Even as early as 2001, the American Psychological Association journal published findings that identified a significant fault in the concept of multitasking. The APA reported that there was significant time lost by test subjects at the moment when they switched focus from one chore to another. These, “time costs” were shown to increase with the complexity of the tasks at hand. Researchers also found that, when compared with tests where some subjects were allowed to complete individual chores without distraction, 20 to 40 percent of the total time allotted was wasted by the subjects attempted to cycle their efforts of concentration between the different more complicated tasks.
Also, in the fall of 2003, the National Institute of Mental Health published similar conclusions. The NIMH found that managing multiple mental tasks simultaneously reduced the total brainpower available for the individual tasks alone. And, in a study conducted by the Carnegie Mellon University’s Center for Cognitive Brain Imaging, it was found that test subjects, who were assigned multiple tasks in varying degrees of difficulty over a sustained period of time, suffered from short term memory loss, gaps in attentiveness and an increase in physical stress. Those symptoms were also found to be exacerbated by coupling multitask assignments with restrictive deadlines.
Although the mind and body can be trained to handle multiple difficult issues such as: a batter who must identify the spin of a pitched ball, estimate its probable movement and resulting path in relationship to the strike zone and then decide on the most opportune moment to swing the bat. Or in the case of a jet pilot who must make decisions about the aircraft’s mechanical condition, attitude and trajectory though the sky while determining what and when control systems should to activate while judging the aircraft’s relationship to a runway or other air traffic in the vicinity. However, as dramatic as all of these tasks appear in written form, many become subconscious with constant practice and all lead to the same respective goal: hit the ball or land the plane or accomplish the task.

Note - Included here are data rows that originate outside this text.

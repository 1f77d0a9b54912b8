pub mod admin;
pub mod auth;
pub mod chat;
pub mod diagnose;

use std::time::Duration;

use reqwest::Client;

use crate::config::app_config::AppConfig;
use crate::probe::{ProbeRequest, ProbeResult, runner};

/// How a check's observed outcome compares to what the scenario expected.
#[derive(Debug, Clone, Copy, PartialEq, Eq)]
pub enum Verdict {
    Pass,
    Warn,
    Fail,
}

/// One executed scenario: what was probed, which status codes were
/// acceptable, and what actually came back.
#[derive(Debug)]
pub struct Check {
    pub label: String,
    pub expected: Vec<u16>,
    pub result: ProbeResult,
    pub verdict: Verdict,
    pub note: Option<String>,
}

/// The outcome of one suite: its checks in execution order plus free-form
/// analysis lines surfaced again in the final summary.
#[derive(Debug)]
pub struct SuiteReport {
    pub name: &'static str,
    pub checks: Vec<Check>,
    pub analysis: Vec<(Verdict, String)>,
}

impl SuiteReport {
    pub fn new(name: &'static str) -> Self {
        Self {
            name,
            checks: Vec::new(),
            analysis: Vec::new(),
        }
    }

    /// Records a check, deriving the verdict from the accepted status list.
    /// A transport failure is always a failed check.
    pub fn record(
        &mut self,
        label: impl Into<String>,
        expected: Vec<u16>,
        result: ProbeResult,
    ) -> &Check {
        let verdict = if result.error.is_some() {
            Verdict::Fail
        } else if result.matches(&expected) {
            Verdict::Pass
        } else {
            Verdict::Fail
        };
        self.push(label, expected, result, verdict, None)
    }

    /// Records a check with a verdict the suite decided itself, e.g. a 200
    /// whose body shape was still wrong.
    pub fn record_note(
        &mut self,
        label: impl Into<String>,
        expected: Vec<u16>,
        result: ProbeResult,
        verdict: Verdict,
        note: impl Into<String>,
    ) -> &Check {
        self.push(label, expected, result, verdict, Some(note.into()))
    }

    fn push(
        &mut self,
        label: impl Into<String>,
        expected: Vec<u16>,
        result: ProbeResult,
        verdict: Verdict,
        note: Option<String>,
    ) -> &Check {
        self.checks.push(Check {
            label: label.into(),
            expected,
            result,
            verdict,
            note,
        });
        self.checks.last().expect("just pushed")
    }

    /// Adds an analysis line for the summary.
    pub fn note(&mut self, verdict: Verdict, message: impl Into<String>) {
        self.analysis.push((verdict, message.into()));
    }

    /// The status a labelled check observed, for cross-check analysis rules.
    pub fn status_of(&self, label: &str) -> Option<u16> {
        self.checks
            .iter()
            .find(|check| check.label == label)
            .and_then(|check| check.result.status)
    }

    pub fn matched(&self) -> usize {
        self.checks
            .iter()
            .filter(|check| check.verdict == Verdict::Pass)
            .count()
    }
}

/// Shared handles for a suite run. Probes go out one at a time; the pause
/// keeps the target service from being hammered.
pub struct SuiteContext<'a> {
    pub client: &'a Client,
    pub config: &'a AppConfig,
}

impl SuiteContext<'_> {
    pub async fn send(&self, probe: ProbeRequest) -> ProbeResult {
        runner::send(self.client, &self.config.base_url, probe).await
    }

    pub async fn pause(&self) {
        tokio::time::sleep(Duration::from_secs(self.config.plan.pause_seconds)).await;
    }
}


#[cfg(test)]
mod tests {
    use super::*;

    fn ok_result(status: u16) -> ProbeResult {
        ProbeResult {
            status: Some(status),
            ..ProbeResult::default()
        }
    }

    #[test]
    fn record_derives_verdicts_from_accepted_codes() {
        let mut suite = SuiteReport::new("demo");
        suite.record("accepted", vec![200], ok_result(200));
        suite.record("rejected", vec![200], ok_result(500));
        suite.record(
            "transport",
            vec![200],
            ProbeResult::transport_error("timed out".to_string(), 30.0),
        );

        assert_eq!(suite.checks[0].verdict, Verdict::Pass);
        assert_eq!(suite.checks[1].verdict, Verdict::Fail);
        assert_eq!(suite.checks[2].verdict, Verdict::Fail);
        assert_eq!(suite.matched(), 1);
    }

    #[test]
    fn status_of_finds_checks_by_label() {
        let mut suite = SuiteReport::new("demo");
        suite.record("first", vec![401], ok_result(401));

        assert_eq!(suite.status_of("first"), Some(401));
        assert_eq!(suite.status_of("missing"), None);
    }
}
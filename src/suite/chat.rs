use std::time::Duration;

use serde_json::json;

use super::{SuiteContext, SuiteReport, Verdict};
use crate::probe::{ProbeRequest, result::excerpt};
use crate::report;

/// A deliberately wrong credential; the gateway rejecting it is the
/// expected outcome, not a failure.
const INVALID_TOKEN: &str = "badtest";

const CHAT_WITH_TOKEN: &str = "chat with configured token";

/// Chat completion behavior: models and chat probes first with an invalid
/// token (expected failures), then with the configured one. A 200 chat
/// response must actually carry completion text.
pub async fn run(ctx: &SuiteContext<'_>) -> SuiteReport {
    let mut suite = SuiteReport::new("chat");
    report::suite_header("chat", "chat completion behavior");

    let result = ctx.send(models_probe(INVALID_TOKEN)).await;
    report::check(suite.record("models with invalid token", vec![401], result));
    ctx.pause().await;

    let result = ctx.send(chat_probe(ctx, INVALID_TOKEN)).await;
    report::check(suite.record("chat with invalid token", vec![401], result));
    ctx.pause().await;

    let Some(token) = ctx.config.api_token.clone() else {
        report::skipped(CHAT_WITH_TOKEN, "GATECHECK_API_TOKEN is not set");
        return suite;
    };

    let result = ctx.send(models_probe(&token)).await;
    report::check(suite.record("models with configured token", vec![200], result));
    ctx.pause().await;

    let result = ctx.send(chat_probe(ctx, &token)).await;
    let completion = result
        .json_str("/choices/0/message/content")
        .map(str::to_string);
    match (result.status, completion) {
        (Some(200), Some(text)) if !text.is_empty() => {
            report::check(suite.record(CHAT_WITH_TOKEN, vec![200], result));
            report::detail(&format!("completion: {}", excerpt(&text)));
        }
        (Some(200), _) => {
            report::check(suite.record_note(
                CHAT_WITH_TOKEN,
                vec![200],
                result,
                Verdict::Warn,
                "200 but no completion text at choices[0].message.content",
            ));
        }
        _ => {
            report::check(suite.record(CHAT_WITH_TOKEN, vec![200], result));
        }
    }

    analyze(&mut suite);
    suite
}

fn models_probe(token: &str) -> ProbeRequest {
    ProbeRequest::get("v1/models")
        .bearer(token)
        .header("Content-Type", "application/json")
}

fn chat_probe(ctx: &SuiteContext<'_>, token: &str) -> ProbeRequest {
    ProbeRequest::post("v1/chat/completions")
        .bearer(token)
        .json(json!({
            "model": ctx.config.plan.chat_model,
            "messages": [
                {"role": "user", "content": "Reply with one short sentence so the round trip can be verified."}
            ],
            "max_tokens": 150,
            "temperature": 0.7,
        }))
        .timeout(Duration::from_secs(ctx.config.plan.chat_timeout_seconds))
}

fn analyze(suite: &mut SuiteReport) {
    let all_passed =
        suite.checks.len() == 4 && suite.checks.iter().all(|c| c.verdict == Verdict::Pass);
    if all_passed {
        suite.note(
            Verdict::Pass,
            "invalid credentials are rejected and the configured token completes a chat round trip",
        );
    } else if suite
        .checks
        .iter()
        .any(|c| c.label == CHAT_WITH_TOKEN && c.verdict == Verdict::Fail)
    {
        suite.note(
            Verdict::Fail,
            "the configured token cannot complete a chat request; see the diagnose suite for classification",
        );
    }
}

However, when resolution is needed in situations where multiple problems with vastly different procedures, parameters, goals and timetables are attempted simultaneously that the human mind falters. The majority of the studies to date have determined that the most difficult tasks for human beings to attempt simultaneously are those that combine the investigation and assessment of information, mathematical calculations, creativity efforts such as writing or drawing, as well as auditory processing, like listening and comprehending technical information, under restricted time constraints. In essence, all of the things that architects normally do.
“Hello?” Bob shouts into the telephone receiver while beating furiously on his computer’s keyboard. “Hello? You’re breaking up again!”

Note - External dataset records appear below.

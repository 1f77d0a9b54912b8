use serde_json::json;

use super::{SuiteContext, SuiteReport, Verdict};
use crate::probe::{ProbeRequest, ProbeResult};
use crate::report;

/// The configuration entries worth surfacing in the console output.
const KEY_CONFIGS: [&str; 4] = ["coding_mode", "coding_token", "tenant_url", "auth_token"];

/// Entries whose values are credentials and must be redacted on display.
const SENSITIVE_CONFIGS: [&str; 2] = ["coding_token", "auth_token"];

/// Admin configuration session flow: log in for a session token, read the
/// system configs, push any externally supplied overrides, and re-read to
/// confirm. Without a session token the remaining probes are pointless and
/// are not attempted.
pub async fn run(ctx: &SuiteContext<'_>) -> SuiteReport {
    let mut suite = SuiteReport::new("admin");
    report::suite_header("admin", "admin configuration session flow");

    let Some(password) = &ctx.config.admin_password else {
        report::skipped("admin login", "GATECHECK_ADMIN_PASSWORD is not set");
        return suite;
    };

    let result = ctx
        .send(ProbeRequest::post("api/login").json(json!({"password": password})))
        .await;
    let session = session_token(&result);
    report::check(suite.record("admin login", vec![200], result));

    let Some(session) = session else {
        suite.note(
            Verdict::Fail,
            "login did not yield a session token; the remaining admin probes were not attempted",
        );
        return suite;
    };
    ctx.pause().await;

    let result = ctx
        .send(ProbeRequest::get("api/system/configs").session_token(session.as_str()))
        .await;
    describe_configs(&result);
    report::check(suite.record("fetch system configs", vec![200], result));
    ctx.pause().await;

    for entry in &ctx.config.overrides {
        let result = ctx
            .send(
                ProbeRequest::post("api/system/config")
                    .session_token(session.as_str())
                    .json(json!({
                        "key": entry.key,
                        "value": entry.value,
                        "description": entry.description,
                        "category": entry.category,
                    })),
            )
            .await;
        let acknowledged = result.json_str("/status") == Some("success");
        let label = format!("update config {}", entry.key);
        if acknowledged {
            report::check(suite.record(label, vec![200], result));
        } else {
            report::check(suite.record_note(
                label,
                vec![200],
                result,
                Verdict::Fail,
                "the update was not acknowledged with status=success",
            ));
        }
        ctx.pause().await;
    }

    if !ctx.config.overrides.is_empty() {
        let result = ctx
            .send(ProbeRequest::get("api/system/configs").session_token(session.as_str()))
            .await;
        describe_configs(&result);
        report::check(suite.record("confirm system configs", vec![200], result));
    }

    suite
}

/// Pulls the session token out of a successful login response, which looks
/// like `{"status": "success", "token": "..."}`.
fn session_token(result: &ProbeResult) -> Option<String> {
    if result.json_str("/status") != Some("success") {
        return None;
    }
    result.json_str("/token").map(str::to_string)
}

/// Prints the handful of configuration entries the probes care about.
fn describe_configs(result: &ProbeResult) {
    let Some(entries) = result
        .json
        .as_ref()
        .and_then(|body| body.pointer("/configs"))
        .and_then(|configs| configs.as_array())
    else {
        return;
    };
    report::detail(&format!("{} configuration entries", entries.len()));
    for entry in entries {
        let Some(key) = entry.pointer("/key").and_then(|k| k.as_str()) else {
            continue;
        };
        if !KEY_CONFIGS.contains(&key) {
            continue;
        }
        let value = entry.pointer("/value").and_then(|v| v.as_str()).unwrap_or("");
        report::detail(&format!("{key}: {}", display_value(key, value)));
    }
}

fn display_value(key: &str, value: &str) -> String {
    if value.is_empty() {
        "(empty)".to_string()
    } else if SENSITIVE_CONFIGS.contains(&key) {
        redact(value)
    } else {
        value.to_string()
    }
}

/// First 20 characters of a credential, the rest elided.
fn redact(value: &str) -> String {
    use unicode_truncate::UnicodeTruncateStr;

    let (prefix, _) = value.unicode_truncate(20);
    if prefix.len() < value.len() {
        format!("{prefix}...")
    } else {
        value.to_string()
    }
}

“You know,” Charles comments as he darts into the room again. “My Uncle Fred was the best ‘multitasker’ that I ever knew.”
“Who?” you ask, as you try to grab Charles by the shirtsleeve, but miss, “your Uncle Fred who lost his arm during the war?”
“Yippers,” Charles responds as he begins searching through the project manuals on Bob’s bookshelf. “Uncle Fred had his own business for years and he always had a million things going.”
“What kind of business was your uncle in?” You ask.
Charles stops working with the spec books and turns to look at you, “Uncle Fred was in the wallpaper business.”